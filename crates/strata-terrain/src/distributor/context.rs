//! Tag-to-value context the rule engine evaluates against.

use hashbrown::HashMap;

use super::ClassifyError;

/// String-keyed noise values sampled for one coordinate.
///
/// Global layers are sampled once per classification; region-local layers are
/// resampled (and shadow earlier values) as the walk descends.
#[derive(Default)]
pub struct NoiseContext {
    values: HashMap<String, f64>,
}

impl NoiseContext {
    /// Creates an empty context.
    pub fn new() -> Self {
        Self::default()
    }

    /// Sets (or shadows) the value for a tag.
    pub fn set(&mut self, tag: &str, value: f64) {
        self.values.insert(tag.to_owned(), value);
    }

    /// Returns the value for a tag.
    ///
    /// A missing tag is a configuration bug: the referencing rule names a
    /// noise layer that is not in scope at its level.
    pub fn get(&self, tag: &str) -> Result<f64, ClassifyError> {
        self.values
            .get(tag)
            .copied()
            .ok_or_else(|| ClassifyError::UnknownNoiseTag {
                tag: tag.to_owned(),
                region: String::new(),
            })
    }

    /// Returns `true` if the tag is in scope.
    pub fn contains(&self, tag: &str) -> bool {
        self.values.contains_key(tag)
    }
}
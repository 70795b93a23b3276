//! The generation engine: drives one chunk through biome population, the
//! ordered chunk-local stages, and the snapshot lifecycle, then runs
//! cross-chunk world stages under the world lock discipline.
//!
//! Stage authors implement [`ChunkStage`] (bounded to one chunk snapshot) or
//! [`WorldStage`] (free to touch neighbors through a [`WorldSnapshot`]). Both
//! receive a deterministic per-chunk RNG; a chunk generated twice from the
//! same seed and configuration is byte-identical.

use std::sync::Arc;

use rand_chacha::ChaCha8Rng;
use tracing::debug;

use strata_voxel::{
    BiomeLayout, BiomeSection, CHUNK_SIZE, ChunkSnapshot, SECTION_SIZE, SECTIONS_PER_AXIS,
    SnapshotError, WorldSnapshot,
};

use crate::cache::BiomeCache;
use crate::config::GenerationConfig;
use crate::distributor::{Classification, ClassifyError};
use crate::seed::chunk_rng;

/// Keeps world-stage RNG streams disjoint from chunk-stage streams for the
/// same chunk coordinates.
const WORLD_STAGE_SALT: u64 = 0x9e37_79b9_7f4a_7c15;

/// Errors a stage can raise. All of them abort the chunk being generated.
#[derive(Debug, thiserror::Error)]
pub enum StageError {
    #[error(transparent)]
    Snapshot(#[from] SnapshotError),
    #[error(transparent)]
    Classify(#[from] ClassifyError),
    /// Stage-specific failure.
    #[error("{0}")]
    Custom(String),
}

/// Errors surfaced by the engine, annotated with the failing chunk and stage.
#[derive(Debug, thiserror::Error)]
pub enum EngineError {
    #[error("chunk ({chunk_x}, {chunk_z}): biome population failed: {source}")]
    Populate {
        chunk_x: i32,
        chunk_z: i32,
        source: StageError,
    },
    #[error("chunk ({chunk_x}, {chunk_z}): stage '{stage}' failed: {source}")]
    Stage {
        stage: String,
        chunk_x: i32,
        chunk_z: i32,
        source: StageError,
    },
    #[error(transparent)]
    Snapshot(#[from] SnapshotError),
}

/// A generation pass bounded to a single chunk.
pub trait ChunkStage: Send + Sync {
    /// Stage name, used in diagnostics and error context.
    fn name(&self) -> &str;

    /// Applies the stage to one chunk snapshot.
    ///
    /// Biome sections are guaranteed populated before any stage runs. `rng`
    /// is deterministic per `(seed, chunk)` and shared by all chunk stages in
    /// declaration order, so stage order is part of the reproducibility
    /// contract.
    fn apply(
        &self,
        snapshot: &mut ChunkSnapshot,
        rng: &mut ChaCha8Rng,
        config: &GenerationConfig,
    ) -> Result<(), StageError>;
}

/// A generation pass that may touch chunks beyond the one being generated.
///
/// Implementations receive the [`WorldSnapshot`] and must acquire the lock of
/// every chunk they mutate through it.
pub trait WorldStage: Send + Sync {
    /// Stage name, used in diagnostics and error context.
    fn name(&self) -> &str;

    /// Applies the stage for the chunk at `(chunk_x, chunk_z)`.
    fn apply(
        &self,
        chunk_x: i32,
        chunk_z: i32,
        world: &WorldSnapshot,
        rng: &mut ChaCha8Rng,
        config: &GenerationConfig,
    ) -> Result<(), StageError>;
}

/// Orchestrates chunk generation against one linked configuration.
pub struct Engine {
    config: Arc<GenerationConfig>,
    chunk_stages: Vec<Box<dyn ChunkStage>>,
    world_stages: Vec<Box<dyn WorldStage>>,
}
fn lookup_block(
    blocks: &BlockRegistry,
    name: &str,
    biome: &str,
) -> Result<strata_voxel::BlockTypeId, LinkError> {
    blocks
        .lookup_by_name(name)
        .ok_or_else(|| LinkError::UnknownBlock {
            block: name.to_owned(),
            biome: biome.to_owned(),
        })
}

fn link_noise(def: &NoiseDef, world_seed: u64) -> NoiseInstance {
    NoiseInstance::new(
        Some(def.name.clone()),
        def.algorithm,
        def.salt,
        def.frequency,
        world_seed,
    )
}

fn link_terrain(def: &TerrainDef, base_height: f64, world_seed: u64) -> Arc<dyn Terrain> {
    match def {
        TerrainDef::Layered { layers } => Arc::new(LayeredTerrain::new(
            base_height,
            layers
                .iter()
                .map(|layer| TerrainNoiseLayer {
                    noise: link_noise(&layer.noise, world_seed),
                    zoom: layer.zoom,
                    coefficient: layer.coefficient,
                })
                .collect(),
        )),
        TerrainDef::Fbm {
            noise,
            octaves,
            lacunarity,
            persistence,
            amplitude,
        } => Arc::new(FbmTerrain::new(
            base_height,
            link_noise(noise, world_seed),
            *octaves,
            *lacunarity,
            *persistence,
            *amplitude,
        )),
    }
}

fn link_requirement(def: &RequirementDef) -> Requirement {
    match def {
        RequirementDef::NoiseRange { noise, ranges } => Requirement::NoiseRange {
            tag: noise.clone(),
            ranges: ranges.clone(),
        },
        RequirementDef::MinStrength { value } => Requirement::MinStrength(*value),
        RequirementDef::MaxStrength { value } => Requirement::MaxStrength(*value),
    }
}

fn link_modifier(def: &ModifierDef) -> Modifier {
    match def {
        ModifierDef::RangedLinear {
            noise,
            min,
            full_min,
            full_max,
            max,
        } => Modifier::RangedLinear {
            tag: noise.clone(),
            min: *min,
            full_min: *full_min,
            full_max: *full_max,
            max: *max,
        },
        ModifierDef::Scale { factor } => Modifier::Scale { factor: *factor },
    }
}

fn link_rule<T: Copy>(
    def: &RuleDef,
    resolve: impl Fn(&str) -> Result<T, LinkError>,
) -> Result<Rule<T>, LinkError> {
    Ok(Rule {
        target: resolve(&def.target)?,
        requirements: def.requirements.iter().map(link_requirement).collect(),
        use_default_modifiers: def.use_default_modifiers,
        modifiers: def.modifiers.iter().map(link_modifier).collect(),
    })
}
◆ ◆ ◆ ◆ ◆ ◆ ◆
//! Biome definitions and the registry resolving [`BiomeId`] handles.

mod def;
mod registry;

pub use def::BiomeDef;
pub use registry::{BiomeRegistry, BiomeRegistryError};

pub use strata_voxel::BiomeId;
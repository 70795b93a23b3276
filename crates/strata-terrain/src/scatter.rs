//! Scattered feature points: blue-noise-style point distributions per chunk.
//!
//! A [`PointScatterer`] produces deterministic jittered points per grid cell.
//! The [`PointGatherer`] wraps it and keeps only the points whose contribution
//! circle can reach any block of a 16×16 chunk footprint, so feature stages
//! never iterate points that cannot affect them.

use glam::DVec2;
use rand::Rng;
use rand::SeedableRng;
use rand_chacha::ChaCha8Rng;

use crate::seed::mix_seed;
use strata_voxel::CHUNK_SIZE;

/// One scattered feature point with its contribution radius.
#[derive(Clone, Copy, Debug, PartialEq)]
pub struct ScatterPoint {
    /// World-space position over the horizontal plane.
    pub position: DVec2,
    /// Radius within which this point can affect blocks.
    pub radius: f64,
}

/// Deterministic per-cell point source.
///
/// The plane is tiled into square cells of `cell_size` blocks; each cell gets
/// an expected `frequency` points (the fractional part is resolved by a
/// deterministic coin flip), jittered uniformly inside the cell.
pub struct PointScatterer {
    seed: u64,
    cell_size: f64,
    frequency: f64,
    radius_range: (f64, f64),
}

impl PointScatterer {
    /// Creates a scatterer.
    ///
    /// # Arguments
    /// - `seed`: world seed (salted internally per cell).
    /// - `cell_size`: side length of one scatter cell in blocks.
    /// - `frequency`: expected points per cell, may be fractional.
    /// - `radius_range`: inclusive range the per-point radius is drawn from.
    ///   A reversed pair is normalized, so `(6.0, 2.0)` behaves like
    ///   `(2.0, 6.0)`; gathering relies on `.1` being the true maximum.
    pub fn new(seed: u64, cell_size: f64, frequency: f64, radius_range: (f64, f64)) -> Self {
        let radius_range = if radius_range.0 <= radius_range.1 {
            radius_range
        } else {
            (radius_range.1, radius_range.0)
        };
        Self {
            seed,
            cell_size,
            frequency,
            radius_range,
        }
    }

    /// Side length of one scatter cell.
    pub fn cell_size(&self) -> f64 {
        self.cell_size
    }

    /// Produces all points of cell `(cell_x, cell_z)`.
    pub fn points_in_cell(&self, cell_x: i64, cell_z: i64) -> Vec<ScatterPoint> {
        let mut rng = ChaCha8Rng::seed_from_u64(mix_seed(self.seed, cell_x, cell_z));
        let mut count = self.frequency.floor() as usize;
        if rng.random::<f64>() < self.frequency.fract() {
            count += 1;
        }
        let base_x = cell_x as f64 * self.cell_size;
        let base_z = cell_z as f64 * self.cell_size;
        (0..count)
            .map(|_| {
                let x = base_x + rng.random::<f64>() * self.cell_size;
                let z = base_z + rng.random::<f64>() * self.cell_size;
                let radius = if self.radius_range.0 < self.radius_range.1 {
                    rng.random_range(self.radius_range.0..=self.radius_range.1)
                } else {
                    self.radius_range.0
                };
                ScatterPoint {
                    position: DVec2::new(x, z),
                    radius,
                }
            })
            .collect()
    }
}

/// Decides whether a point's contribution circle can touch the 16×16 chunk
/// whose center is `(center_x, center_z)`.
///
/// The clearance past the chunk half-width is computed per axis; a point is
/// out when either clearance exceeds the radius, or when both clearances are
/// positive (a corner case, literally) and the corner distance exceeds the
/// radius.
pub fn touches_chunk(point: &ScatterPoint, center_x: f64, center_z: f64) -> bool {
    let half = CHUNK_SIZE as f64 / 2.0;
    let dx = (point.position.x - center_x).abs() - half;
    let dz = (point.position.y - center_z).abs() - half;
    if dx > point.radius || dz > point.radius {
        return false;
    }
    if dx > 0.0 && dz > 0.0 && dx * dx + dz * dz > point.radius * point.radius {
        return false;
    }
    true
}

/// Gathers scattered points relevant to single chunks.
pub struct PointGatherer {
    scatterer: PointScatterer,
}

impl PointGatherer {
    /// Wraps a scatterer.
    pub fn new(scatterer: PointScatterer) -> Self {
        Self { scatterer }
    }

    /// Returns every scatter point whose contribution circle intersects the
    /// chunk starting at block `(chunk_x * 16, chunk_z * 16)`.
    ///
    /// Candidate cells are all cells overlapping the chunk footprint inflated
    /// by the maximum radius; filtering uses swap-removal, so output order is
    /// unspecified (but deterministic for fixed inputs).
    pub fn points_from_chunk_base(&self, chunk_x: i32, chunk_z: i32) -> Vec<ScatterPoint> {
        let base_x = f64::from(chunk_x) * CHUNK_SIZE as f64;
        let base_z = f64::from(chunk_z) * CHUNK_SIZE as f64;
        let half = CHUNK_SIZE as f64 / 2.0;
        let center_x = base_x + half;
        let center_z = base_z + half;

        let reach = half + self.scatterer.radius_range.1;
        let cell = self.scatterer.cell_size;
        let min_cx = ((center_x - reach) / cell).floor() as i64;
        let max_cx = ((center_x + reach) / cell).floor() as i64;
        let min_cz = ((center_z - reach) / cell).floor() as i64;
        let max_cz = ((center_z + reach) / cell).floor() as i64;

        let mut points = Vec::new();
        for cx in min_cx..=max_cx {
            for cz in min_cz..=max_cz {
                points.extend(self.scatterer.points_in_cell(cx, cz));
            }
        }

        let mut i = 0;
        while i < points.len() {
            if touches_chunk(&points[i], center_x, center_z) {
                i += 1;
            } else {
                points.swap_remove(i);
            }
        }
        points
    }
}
◆ ◆ ◆ ◆ ◆ ◆ ◆
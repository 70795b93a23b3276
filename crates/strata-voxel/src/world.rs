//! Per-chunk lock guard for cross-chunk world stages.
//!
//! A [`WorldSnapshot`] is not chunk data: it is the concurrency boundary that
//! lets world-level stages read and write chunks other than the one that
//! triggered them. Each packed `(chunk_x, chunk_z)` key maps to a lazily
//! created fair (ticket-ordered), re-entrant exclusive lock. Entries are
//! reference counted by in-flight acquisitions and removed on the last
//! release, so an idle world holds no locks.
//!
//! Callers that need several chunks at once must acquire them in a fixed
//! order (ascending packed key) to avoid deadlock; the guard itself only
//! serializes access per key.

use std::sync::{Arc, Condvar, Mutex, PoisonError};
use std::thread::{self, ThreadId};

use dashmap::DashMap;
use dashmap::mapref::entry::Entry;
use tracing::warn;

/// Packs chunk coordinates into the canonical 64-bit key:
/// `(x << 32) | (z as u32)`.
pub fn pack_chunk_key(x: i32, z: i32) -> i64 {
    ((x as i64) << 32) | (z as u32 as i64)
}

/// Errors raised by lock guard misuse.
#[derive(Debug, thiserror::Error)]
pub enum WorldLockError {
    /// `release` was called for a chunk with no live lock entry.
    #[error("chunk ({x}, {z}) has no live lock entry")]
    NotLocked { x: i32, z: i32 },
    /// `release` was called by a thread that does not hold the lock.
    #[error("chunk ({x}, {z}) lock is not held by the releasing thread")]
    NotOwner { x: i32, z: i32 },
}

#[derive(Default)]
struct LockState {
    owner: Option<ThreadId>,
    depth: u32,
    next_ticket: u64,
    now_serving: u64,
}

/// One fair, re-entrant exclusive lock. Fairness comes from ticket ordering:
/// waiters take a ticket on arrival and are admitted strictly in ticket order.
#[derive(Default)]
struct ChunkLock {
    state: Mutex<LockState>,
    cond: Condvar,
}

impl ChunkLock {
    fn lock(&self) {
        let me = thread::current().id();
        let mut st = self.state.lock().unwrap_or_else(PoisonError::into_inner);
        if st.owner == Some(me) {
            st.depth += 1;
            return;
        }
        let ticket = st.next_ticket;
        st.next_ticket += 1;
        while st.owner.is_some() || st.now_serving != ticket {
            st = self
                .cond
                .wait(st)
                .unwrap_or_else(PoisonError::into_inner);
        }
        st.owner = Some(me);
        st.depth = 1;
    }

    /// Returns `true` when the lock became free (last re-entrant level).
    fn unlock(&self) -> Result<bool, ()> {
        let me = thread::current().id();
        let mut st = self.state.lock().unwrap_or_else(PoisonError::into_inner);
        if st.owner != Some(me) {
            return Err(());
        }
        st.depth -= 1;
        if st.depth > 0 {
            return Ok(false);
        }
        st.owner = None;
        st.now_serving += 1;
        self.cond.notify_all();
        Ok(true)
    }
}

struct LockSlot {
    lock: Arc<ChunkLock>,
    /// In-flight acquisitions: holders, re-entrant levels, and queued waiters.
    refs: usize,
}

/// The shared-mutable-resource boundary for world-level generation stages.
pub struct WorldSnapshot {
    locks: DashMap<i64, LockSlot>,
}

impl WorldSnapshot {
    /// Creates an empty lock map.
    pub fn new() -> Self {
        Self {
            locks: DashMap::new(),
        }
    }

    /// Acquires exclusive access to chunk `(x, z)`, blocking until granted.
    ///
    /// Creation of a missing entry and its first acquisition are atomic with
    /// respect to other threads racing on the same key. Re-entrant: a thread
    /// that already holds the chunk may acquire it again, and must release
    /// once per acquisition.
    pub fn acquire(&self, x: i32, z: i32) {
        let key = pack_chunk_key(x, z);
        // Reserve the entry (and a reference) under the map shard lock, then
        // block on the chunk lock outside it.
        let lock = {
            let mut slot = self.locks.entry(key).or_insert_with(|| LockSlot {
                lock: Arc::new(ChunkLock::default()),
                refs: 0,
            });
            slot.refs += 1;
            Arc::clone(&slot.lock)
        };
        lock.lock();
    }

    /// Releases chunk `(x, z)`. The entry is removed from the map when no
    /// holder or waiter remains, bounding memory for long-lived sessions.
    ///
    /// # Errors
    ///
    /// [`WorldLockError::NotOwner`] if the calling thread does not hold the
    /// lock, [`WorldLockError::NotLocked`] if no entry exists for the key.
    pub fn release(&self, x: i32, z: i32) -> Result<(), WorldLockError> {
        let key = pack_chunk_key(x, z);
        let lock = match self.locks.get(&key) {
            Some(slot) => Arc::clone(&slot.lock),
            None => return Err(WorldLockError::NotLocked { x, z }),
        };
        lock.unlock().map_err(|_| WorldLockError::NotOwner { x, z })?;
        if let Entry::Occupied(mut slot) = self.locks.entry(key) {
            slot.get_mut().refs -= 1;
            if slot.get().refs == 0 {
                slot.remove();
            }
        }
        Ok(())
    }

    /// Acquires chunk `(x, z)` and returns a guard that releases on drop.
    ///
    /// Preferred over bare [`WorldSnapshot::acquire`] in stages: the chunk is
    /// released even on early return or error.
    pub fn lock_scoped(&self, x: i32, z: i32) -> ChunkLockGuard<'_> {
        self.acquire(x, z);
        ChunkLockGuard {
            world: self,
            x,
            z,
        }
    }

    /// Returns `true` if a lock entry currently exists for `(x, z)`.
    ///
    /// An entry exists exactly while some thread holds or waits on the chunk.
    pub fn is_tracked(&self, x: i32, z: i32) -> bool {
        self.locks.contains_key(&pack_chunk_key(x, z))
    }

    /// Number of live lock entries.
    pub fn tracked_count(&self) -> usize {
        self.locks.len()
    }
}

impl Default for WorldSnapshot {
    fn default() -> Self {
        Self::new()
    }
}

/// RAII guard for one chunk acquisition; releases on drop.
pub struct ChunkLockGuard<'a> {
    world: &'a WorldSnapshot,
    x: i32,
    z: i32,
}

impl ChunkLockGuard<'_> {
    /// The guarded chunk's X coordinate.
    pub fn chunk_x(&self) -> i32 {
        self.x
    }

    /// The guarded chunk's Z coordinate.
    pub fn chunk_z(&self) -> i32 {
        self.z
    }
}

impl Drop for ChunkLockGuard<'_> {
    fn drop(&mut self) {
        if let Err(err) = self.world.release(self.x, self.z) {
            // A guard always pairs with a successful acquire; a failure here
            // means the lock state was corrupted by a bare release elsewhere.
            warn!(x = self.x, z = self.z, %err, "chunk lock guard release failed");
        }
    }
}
◆ ◆ ◆ ◆ ◆ ◆ ◆
The answer is to be a bare number, showing how many lines of the records contain "reference".

▶ [Your solution]: 2